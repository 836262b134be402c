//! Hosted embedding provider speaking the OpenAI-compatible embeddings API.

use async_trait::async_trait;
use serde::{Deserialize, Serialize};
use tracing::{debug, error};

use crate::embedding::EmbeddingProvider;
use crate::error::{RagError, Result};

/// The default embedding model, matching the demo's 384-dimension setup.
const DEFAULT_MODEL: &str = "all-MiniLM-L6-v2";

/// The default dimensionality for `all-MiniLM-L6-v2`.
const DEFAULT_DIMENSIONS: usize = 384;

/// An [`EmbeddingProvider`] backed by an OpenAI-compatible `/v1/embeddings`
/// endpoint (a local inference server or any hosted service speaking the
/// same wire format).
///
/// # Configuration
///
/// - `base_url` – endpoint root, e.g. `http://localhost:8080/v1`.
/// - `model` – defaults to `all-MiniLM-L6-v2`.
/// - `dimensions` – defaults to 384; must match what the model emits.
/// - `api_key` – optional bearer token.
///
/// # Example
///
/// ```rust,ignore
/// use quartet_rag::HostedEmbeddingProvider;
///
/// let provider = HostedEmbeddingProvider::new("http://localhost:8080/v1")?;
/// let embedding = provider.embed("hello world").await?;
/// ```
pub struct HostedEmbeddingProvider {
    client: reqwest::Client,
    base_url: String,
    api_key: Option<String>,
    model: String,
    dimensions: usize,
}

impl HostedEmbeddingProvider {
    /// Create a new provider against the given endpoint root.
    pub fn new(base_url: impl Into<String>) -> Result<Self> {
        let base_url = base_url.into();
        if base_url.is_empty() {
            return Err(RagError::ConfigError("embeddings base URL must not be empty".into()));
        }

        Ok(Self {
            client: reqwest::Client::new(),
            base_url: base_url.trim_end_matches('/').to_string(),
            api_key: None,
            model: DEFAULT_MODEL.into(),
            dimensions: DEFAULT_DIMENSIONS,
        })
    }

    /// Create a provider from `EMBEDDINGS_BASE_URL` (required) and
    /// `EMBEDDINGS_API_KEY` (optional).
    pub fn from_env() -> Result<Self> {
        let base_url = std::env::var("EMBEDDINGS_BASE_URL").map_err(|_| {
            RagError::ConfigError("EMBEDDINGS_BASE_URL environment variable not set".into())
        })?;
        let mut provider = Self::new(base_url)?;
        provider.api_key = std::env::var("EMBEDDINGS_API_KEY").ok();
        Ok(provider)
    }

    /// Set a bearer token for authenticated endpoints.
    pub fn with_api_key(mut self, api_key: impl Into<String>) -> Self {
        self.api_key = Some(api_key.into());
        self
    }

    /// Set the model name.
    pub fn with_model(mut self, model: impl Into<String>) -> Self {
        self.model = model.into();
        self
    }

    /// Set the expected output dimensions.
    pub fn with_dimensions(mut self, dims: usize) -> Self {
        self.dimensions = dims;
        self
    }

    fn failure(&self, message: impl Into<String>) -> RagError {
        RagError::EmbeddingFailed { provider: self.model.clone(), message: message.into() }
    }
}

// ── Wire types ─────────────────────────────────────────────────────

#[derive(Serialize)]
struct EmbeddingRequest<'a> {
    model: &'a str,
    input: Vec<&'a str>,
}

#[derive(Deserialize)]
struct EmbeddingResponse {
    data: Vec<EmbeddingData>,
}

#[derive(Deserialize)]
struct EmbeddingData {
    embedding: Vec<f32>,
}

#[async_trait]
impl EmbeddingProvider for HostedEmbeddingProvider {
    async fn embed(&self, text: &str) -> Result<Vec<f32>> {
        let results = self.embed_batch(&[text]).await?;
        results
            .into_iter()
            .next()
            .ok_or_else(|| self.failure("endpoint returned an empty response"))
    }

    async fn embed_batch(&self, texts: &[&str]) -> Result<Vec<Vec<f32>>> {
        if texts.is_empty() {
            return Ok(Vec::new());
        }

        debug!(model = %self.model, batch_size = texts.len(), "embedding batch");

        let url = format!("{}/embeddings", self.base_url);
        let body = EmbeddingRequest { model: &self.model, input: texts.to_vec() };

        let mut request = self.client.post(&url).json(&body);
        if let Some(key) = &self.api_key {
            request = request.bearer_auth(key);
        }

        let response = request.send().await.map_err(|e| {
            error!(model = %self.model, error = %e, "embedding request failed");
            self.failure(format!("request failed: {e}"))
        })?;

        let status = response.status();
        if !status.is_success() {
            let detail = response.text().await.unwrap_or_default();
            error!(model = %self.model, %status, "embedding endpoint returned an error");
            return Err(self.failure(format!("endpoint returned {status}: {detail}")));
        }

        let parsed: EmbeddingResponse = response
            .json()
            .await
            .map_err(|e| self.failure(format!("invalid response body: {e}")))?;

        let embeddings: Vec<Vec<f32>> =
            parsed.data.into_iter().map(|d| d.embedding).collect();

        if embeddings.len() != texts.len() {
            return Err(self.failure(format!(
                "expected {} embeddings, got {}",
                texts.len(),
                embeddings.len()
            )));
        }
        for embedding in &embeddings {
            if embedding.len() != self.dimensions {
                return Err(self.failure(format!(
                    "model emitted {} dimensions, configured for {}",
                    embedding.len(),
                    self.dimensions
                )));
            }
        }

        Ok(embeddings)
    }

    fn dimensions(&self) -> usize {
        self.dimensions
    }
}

· · ·

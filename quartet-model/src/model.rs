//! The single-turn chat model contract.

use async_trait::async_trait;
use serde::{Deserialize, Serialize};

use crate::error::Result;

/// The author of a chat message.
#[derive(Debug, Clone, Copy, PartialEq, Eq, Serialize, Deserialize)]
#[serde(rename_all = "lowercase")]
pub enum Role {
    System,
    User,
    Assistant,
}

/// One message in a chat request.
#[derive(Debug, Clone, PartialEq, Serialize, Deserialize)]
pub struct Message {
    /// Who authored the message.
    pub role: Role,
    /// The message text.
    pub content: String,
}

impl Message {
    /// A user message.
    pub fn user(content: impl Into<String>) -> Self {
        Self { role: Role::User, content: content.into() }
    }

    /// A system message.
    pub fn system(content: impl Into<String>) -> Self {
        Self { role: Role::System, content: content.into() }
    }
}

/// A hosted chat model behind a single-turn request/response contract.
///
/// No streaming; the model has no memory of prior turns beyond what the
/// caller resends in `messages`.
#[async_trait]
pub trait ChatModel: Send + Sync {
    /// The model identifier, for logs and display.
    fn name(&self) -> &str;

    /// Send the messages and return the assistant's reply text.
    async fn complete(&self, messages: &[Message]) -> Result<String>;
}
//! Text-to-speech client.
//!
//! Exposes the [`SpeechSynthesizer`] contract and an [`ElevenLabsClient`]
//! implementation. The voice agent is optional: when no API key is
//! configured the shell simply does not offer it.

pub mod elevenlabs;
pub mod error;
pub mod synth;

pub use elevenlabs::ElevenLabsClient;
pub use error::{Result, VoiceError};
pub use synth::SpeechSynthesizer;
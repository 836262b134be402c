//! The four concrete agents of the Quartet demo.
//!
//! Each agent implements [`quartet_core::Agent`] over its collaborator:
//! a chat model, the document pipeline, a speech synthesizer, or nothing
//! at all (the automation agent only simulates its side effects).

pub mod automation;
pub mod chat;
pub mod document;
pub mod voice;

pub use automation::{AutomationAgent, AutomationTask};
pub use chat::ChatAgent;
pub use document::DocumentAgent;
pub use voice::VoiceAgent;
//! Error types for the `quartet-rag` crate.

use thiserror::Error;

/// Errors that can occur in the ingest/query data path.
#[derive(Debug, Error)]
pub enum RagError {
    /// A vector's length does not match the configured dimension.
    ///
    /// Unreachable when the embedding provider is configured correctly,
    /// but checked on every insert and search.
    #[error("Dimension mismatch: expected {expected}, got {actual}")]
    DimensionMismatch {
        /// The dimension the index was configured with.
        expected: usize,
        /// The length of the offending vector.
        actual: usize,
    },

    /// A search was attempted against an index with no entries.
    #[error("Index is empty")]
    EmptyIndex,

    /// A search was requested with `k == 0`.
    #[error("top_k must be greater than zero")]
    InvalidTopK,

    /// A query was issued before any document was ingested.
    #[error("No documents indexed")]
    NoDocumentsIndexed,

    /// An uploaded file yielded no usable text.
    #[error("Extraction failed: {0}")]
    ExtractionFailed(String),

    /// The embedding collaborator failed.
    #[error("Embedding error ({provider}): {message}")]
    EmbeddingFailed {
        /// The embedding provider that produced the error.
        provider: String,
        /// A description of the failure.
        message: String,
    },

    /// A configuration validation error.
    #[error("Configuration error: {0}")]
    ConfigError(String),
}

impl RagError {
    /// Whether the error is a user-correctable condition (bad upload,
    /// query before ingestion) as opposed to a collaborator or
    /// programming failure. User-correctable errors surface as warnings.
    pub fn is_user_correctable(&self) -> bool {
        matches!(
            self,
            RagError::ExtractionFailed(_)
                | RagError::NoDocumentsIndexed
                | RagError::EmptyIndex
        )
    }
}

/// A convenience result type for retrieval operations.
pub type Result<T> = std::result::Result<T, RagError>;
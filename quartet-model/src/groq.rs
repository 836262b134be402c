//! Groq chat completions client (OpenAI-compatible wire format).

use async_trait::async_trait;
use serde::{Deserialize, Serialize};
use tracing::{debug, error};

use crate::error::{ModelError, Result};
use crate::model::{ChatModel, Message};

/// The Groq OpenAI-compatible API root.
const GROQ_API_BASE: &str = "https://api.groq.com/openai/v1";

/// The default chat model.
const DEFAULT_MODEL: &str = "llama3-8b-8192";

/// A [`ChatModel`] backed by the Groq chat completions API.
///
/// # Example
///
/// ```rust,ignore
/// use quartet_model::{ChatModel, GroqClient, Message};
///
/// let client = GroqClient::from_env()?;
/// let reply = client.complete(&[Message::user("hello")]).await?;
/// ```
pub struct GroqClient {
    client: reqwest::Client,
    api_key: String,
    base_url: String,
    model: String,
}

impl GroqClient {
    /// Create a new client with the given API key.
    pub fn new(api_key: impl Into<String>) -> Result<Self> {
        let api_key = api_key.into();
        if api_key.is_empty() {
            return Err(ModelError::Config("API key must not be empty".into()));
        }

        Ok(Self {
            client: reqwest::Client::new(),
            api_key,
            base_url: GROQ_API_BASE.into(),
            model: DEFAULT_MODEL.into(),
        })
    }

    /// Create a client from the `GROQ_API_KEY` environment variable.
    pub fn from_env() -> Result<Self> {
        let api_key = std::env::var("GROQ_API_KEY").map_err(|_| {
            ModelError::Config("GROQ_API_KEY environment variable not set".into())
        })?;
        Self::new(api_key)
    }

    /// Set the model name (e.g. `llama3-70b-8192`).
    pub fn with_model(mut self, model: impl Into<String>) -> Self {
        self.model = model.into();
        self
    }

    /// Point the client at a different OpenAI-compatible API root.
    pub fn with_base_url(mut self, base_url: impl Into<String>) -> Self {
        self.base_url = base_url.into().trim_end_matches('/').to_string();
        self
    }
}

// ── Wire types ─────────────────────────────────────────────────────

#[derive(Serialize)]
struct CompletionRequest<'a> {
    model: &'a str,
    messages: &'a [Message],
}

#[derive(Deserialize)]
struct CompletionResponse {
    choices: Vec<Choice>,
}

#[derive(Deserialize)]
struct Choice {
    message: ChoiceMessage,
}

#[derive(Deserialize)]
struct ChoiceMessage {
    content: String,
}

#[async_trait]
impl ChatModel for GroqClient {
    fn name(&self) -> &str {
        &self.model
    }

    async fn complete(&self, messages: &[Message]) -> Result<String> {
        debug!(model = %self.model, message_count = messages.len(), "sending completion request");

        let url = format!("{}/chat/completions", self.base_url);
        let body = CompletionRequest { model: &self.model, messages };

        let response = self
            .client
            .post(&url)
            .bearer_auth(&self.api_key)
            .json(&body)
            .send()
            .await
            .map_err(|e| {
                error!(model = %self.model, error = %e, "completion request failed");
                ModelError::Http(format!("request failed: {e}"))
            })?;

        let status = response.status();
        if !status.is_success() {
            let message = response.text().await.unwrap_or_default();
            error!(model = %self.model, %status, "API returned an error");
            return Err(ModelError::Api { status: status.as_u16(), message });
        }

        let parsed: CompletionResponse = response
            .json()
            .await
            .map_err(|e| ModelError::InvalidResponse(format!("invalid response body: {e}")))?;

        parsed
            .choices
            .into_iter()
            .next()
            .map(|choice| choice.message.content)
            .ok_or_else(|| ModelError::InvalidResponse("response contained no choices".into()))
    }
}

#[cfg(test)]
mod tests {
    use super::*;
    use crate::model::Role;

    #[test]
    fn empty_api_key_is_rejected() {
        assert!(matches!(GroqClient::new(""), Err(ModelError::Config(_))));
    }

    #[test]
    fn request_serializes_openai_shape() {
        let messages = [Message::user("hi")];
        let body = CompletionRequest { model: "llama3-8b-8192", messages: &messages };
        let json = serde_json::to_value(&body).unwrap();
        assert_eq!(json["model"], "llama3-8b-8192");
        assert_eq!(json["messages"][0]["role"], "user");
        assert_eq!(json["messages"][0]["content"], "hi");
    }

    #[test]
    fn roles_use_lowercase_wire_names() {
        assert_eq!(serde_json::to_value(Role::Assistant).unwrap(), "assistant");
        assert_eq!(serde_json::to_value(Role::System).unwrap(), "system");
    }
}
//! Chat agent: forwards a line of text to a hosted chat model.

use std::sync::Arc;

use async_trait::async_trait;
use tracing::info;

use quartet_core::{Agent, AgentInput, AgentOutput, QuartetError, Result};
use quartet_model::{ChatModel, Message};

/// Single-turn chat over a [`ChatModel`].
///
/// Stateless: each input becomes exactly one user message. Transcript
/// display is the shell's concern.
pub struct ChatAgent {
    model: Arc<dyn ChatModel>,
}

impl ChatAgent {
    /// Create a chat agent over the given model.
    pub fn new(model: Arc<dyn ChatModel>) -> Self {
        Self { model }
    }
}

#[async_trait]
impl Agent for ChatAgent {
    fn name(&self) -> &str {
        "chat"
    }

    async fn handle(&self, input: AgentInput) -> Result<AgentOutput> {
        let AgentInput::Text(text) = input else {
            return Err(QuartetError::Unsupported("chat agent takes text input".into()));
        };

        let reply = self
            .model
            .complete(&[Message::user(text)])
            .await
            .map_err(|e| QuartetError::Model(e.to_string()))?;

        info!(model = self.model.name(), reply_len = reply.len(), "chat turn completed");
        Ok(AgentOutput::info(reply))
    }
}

· · ·

▸ What you have to do: Check each line of the data above for the string "actual", and copy the ones that have it.

▸ Solution:
    #[error("Dimension mismatch: expected {expected}, got {actual}")]
        actual: usize,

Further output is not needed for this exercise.